» **PROMPT**: Where the string "prefix" shows up in a line of the records, copy that line.

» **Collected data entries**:
━━━━━━━━━━

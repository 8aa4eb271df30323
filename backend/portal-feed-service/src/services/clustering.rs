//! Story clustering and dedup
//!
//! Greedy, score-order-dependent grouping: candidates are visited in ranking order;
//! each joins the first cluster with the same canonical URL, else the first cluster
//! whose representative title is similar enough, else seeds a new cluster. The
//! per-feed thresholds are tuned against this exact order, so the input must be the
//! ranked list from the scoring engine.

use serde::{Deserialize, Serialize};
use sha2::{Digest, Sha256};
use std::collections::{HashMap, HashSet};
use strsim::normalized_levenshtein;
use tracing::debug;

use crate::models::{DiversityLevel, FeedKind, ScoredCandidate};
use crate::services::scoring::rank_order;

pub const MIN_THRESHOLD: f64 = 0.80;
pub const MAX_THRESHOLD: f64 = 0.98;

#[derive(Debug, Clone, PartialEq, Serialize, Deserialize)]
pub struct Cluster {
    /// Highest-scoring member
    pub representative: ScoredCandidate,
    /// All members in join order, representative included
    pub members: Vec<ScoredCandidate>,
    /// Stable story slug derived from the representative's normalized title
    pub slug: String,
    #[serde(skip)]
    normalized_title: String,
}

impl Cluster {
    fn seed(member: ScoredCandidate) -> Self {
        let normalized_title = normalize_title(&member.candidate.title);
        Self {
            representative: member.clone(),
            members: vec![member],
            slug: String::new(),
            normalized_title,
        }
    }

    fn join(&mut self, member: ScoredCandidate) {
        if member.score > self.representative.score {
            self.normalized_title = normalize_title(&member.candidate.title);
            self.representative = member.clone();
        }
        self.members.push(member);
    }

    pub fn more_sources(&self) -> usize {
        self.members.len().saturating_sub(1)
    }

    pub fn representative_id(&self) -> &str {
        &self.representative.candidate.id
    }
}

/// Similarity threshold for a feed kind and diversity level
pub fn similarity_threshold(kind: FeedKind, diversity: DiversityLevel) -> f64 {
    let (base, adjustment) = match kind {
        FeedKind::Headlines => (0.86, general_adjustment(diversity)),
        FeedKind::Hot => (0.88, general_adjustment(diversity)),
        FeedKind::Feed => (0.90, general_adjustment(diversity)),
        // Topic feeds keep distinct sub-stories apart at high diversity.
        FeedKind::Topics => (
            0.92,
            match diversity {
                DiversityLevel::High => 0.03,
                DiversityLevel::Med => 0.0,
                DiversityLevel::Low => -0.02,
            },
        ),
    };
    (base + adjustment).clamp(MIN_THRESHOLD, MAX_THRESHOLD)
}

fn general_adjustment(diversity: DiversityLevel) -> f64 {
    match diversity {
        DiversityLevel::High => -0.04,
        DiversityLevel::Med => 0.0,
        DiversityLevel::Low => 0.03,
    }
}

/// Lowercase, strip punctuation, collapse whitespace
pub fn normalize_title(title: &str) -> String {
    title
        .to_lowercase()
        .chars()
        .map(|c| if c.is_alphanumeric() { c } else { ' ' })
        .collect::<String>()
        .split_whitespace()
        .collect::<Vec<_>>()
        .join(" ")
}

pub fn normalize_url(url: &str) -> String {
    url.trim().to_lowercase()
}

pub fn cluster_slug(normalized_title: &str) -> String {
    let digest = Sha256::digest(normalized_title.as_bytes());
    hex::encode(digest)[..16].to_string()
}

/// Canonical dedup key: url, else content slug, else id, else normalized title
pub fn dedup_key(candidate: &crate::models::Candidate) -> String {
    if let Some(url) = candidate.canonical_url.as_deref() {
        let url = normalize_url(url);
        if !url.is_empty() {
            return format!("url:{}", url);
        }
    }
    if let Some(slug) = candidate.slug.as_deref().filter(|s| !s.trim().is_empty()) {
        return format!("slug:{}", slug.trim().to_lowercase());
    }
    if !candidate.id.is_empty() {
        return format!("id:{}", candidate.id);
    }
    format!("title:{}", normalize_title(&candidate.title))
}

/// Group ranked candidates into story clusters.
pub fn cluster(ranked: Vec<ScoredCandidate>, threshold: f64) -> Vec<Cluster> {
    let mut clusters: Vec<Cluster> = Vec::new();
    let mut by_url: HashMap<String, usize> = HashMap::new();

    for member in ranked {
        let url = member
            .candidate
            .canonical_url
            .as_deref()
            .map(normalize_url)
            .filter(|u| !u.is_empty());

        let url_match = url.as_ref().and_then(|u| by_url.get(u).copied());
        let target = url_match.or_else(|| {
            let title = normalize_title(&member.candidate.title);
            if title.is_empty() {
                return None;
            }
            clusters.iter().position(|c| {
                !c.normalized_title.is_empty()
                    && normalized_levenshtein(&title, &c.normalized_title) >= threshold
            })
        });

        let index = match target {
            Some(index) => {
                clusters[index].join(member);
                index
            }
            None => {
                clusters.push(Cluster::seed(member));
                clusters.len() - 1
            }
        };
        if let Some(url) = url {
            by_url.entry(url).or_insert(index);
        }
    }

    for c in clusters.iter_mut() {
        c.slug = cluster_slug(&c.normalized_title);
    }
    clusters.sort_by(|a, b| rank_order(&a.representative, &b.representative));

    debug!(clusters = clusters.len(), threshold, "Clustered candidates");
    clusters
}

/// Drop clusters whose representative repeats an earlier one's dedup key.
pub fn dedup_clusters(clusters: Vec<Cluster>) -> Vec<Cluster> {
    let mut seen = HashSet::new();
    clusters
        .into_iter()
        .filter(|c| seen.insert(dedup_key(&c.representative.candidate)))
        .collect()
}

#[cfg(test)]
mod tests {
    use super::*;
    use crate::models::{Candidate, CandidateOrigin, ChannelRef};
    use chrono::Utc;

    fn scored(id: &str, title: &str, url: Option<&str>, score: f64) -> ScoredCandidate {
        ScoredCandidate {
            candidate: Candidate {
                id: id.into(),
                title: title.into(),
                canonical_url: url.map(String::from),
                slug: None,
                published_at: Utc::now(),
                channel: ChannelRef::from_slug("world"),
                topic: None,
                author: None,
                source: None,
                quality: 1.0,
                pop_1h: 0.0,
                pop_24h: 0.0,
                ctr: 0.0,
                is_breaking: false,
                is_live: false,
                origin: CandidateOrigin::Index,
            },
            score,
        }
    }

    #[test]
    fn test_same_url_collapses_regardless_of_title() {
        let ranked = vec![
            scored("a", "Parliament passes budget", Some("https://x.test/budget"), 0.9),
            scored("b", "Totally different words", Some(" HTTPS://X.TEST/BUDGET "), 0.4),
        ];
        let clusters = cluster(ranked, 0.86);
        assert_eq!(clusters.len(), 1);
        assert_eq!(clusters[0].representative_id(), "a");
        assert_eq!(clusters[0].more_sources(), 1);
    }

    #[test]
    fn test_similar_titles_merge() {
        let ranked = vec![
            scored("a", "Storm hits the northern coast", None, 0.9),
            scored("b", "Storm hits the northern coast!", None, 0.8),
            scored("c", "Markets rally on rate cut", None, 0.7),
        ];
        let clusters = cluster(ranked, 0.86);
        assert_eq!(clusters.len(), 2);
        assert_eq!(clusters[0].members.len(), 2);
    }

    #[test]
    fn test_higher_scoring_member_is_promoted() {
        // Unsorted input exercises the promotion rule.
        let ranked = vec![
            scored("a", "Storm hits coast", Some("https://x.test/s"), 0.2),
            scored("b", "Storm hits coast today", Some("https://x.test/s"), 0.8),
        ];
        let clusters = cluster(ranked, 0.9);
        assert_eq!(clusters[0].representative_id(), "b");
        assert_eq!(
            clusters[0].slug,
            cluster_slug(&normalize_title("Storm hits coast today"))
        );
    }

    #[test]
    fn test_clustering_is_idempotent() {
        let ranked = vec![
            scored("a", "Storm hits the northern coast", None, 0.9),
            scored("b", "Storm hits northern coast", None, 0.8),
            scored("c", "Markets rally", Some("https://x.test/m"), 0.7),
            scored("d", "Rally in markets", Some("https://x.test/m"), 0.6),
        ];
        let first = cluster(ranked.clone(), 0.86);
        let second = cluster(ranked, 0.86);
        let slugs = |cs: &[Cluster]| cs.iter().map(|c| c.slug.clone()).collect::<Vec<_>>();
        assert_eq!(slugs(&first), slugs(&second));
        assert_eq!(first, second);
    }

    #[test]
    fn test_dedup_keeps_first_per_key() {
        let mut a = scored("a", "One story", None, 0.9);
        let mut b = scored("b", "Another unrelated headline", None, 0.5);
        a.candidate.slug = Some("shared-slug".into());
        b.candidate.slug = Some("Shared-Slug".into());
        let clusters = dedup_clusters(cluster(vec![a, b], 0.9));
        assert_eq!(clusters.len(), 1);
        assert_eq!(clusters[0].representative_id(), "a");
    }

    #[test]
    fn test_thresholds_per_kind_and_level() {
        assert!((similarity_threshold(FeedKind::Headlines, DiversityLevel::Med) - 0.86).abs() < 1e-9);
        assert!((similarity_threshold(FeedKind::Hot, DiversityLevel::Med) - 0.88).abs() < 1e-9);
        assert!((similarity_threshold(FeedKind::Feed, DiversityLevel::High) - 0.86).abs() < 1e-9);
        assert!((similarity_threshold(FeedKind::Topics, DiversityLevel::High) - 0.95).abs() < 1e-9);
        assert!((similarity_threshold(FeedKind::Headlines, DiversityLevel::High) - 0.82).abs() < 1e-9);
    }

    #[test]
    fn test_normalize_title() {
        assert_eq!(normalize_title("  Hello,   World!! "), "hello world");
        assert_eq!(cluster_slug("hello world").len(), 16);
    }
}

━━━━━━━━━━

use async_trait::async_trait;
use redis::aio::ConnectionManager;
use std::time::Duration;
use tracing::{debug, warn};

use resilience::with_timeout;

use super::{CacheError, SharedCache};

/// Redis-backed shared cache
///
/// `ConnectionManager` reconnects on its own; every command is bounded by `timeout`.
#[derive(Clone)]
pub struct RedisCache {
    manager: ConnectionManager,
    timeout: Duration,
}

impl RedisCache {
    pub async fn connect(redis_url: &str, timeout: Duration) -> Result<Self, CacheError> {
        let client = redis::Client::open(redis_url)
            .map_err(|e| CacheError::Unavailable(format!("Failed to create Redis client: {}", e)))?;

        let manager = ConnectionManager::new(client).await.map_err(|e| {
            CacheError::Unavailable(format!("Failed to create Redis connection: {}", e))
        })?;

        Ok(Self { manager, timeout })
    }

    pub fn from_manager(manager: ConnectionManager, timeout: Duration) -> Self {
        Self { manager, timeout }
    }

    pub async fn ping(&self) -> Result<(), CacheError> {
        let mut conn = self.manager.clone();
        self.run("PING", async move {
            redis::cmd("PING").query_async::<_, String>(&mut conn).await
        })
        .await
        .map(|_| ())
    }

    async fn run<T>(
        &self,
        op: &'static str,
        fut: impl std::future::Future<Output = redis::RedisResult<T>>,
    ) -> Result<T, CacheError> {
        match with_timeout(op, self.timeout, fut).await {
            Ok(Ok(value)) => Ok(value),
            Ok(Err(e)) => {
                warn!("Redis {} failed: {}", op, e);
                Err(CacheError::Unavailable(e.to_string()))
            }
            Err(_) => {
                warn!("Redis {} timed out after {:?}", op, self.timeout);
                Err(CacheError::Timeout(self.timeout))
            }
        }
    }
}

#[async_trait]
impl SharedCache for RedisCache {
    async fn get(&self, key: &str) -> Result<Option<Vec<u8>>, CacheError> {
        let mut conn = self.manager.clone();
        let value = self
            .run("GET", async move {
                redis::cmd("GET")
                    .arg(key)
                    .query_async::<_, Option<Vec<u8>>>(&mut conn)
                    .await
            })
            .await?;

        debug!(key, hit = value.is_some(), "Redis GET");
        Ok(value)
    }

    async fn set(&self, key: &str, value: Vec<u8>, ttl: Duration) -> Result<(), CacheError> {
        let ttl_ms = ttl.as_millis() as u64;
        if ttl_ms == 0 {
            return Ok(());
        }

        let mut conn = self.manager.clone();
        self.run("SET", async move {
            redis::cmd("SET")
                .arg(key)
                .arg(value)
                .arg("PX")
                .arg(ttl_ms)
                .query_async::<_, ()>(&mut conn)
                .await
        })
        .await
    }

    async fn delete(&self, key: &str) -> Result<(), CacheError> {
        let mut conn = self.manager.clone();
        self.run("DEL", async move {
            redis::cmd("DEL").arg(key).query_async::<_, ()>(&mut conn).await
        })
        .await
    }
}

━━━━━━━━━━

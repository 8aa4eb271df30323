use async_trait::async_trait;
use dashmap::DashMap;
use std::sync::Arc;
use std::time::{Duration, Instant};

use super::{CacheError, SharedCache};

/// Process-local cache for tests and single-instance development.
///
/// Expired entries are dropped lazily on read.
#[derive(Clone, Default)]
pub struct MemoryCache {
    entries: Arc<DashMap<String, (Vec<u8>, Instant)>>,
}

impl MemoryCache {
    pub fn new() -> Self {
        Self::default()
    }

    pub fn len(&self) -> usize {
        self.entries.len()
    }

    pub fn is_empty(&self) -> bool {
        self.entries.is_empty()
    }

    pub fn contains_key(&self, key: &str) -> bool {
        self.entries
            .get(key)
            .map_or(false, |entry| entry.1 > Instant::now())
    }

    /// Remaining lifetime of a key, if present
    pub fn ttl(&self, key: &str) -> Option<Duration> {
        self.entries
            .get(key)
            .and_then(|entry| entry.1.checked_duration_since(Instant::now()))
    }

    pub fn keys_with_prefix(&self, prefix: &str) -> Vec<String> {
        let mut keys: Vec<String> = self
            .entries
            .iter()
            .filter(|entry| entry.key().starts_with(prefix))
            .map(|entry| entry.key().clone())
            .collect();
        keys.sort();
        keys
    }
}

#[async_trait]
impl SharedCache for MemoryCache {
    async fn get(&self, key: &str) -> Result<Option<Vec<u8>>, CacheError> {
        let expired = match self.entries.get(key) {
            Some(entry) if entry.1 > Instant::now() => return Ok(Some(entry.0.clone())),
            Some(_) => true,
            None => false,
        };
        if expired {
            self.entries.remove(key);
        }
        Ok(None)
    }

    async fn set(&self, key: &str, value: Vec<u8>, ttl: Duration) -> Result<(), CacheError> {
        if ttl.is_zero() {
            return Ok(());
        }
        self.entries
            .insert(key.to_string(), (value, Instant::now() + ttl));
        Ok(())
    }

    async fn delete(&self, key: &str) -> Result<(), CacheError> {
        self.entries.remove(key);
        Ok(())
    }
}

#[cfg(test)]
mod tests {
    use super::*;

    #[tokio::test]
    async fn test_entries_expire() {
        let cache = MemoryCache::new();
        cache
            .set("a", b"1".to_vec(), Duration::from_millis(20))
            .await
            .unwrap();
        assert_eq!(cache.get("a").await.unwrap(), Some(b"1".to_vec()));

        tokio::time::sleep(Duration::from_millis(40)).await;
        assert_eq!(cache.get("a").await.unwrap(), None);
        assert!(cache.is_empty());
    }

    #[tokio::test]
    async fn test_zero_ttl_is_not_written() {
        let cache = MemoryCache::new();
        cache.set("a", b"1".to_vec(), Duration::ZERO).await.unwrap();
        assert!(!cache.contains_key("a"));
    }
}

━━━━━━━━━━

» **WRITTEN ANSWER**:
    pub fn keys_with_prefix(&self, prefix: &str) -> Vec<String> {
            .filter(|entry| entry.key().starts_with(prefix))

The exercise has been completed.